We did this same tour, also in 2007 (Sept) . . . and enjoyed it.  I also echo the comments about taking your own vehicle down the very steep road to the valley floor!

Here is the link to the travel journal review I wrote for the travel site IgoUgo.com:  http://www.igougo.com/story-s1339981-Hawaii_(Big_Island)-Waipio_Valley_Wagon_Tour.html .


----------



## AKE (May 6, 2009)

I dont think that rental cars are allowed to go into the valley - check first because if you do drive down there and get into trouble then it could be $$$.


----------



## T_R_Oglodyte (May 7, 2009)

dmbrand said:


> Wow!  We are going to Big Island this June, and I think we will want to do this.  So, these photos are taken from a helicopter ride?  I think I may need to do so more research....



Yes they are taken from a helicopter.   We took off from Kona, flew over the top of Hualalai volcano, past Mauna Loa, over the eruption zone on Kilauea, up the Hamakua coast, along the Kohala seacliffs and into the Waimanu Valley, then returned to Kona via Waimea and Waikoloa.  Here is a link to a slide show from the trip.

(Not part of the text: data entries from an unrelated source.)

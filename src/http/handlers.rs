use axum::{
    extract::{Path, State},
    http::StatusCode,
    Json,
};
use serde_json::json;
use tokio_util::sync::CancellationToken;
use uuid::Uuid;

use crate::builder::SetupRequest;
use crate::engine::ExecuteRequest;
use crate::error::{CoreError, Result};

use super::AppState;

pub async fn health() -> Json<serde_json::Value> {
    Json(json!({ "status": "ok" }))
}

pub async fn setup_environment(
    State(state): State<AppState>,
    Json(req): Json<SetupRequest>,
) -> Result<Json<serde_json::Value>> {
    let env = state.builder.setup(req, CancellationToken::new()).await?;
    Ok(Json(json!({
        "id": env.id,
        "status": env.status.as_str(),
        "mainModule": env.main_module,
        "runtime": env.runtime.as_str(),
        "createdAt": env.created_at,
        "ttlSeconds": env.ttl_seconds,
    })))
}

pub async fn execute_environment(
    State(state): State<AppState>,
    Path(id): Path<Uuid>,
    Json(req): Json<ExecuteRequest>,
) -> Result<Json<serde_json::Value>> {
    let outcome = state.engine.execute(id, req, CancellationToken::new()).await?;
    Ok(Json(json!({
        "executionId": outcome.execution_id,
        "exitCode": outcome.exit_code,
        "stdout": outcome.stdout,
        "stderr": outcome.stderr,
        "durationMs": outcome.duration_ms,
    })))
}

pub async fn list_environments(State(state): State<AppState>) -> Result<Json<serde_json::Value>> {
    let envs = state.store.environments().await;
    let list = envs.list()?;
    Ok(Json(json!(list
        .into_iter()
        .map(|env| json!({
            "id": env.id,
            "mainModule": env.main_module,
            "runtime": env.runtime.as_str(),
            "status": env.status.as_str(),
            "createdAt": env.created_at,
            "lastExecutedAt": env.last_executed_at,
            "executionCount": env.execution_count,
            "ttlSeconds": env.ttl_seconds,
        }))
        .collect::<Vec<_>>())))
}

pub async fn get_environment(
    State(state): State<AppState>,
    Path(id): Path<Uuid>,
) -> Result<Json<serde_json::Value>> {
    let envs = state.store.environments().await;
    let env = envs
        .get(&id)?
        .ok_or_else(|| CoreError::NotFound(format!("environment {id} not found")))?;

    Ok(Json(json!({
        "id": env.id,
        "mainModule": env.main_module,
        "runtime": env.runtime.as_str(),
        "status": env.status.as_str(),
        "createdAt": env.created_at,
        "lastExecutedAt": env.last_executed_at,
        "executionCount": env.execution_count,
        "ttlSeconds": env.ttl_seconds,
    })))
}

pub async fn delete_environment(State(state): State<AppState>, Path(id): Path<Uuid>) -> Result<StatusCode> {
    let env = {
        let envs = state.store.environments().await;
        envs.get(&id)?
            .ok_or_else(|| CoreError::NotFound(format!("environment {id} not found")))?
    };

    state.runtime.remove_volume(&env.volume_name).await?;

    let envs = state.store.environments().await;
    envs.delete(&id)?;

    Ok(StatusCode::NO_CONTENT)
}
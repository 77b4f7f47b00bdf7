//! Configuration management module
//!
//! Configuration is sourced entirely from the process environment (see
//! the external interfaces in the root design document), not from a file.

mod config;

pub use config::*;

And here is a link to a thread on the topic:  http://www.tugbbs.com/forums/showthread.php?t=63113


----------



## luvsvacation22 (May 7, 2009)

T_R_Oglodyte said:


> Yes they are taken from a helicopter.   We took off from Kono, flew over the top of Hualalai volcano, past Mauna Loa, over the eruption zone on Kilauea, up the Hamakua coast, along the Kohala seacliffs and into the Waimanu Valley, then returned to Kona via Waimea and Waikoloa.  Here is a link to a slide show from the trip.
> 
> And here is a link to a thread on the topic:  http://www.tugbbs.com/forums/showthread.php?t=63113



Absolutely breathtaking!


----------



## dmbrand (May 7, 2009)

Great pictures, Steve.  Thanks for sharing.  Our family can't wait to get there!


----------



## nicklinneh (May 7, 2009)

15 years ago my wife and I parked at the top and hiked down. We camped on the beach, explored  the next day and hiked back up. It's a hard walk with backpacks, but it's not far. For anyone that wants to camp topside, there's a nice state park about 5-10 miles away. -ken


----------



## T_R_Oglodyte (May 7, 2009)

dmbrand said:


> Great pictures, Steve.  Thanks for sharing.  Our family can't wait to get there!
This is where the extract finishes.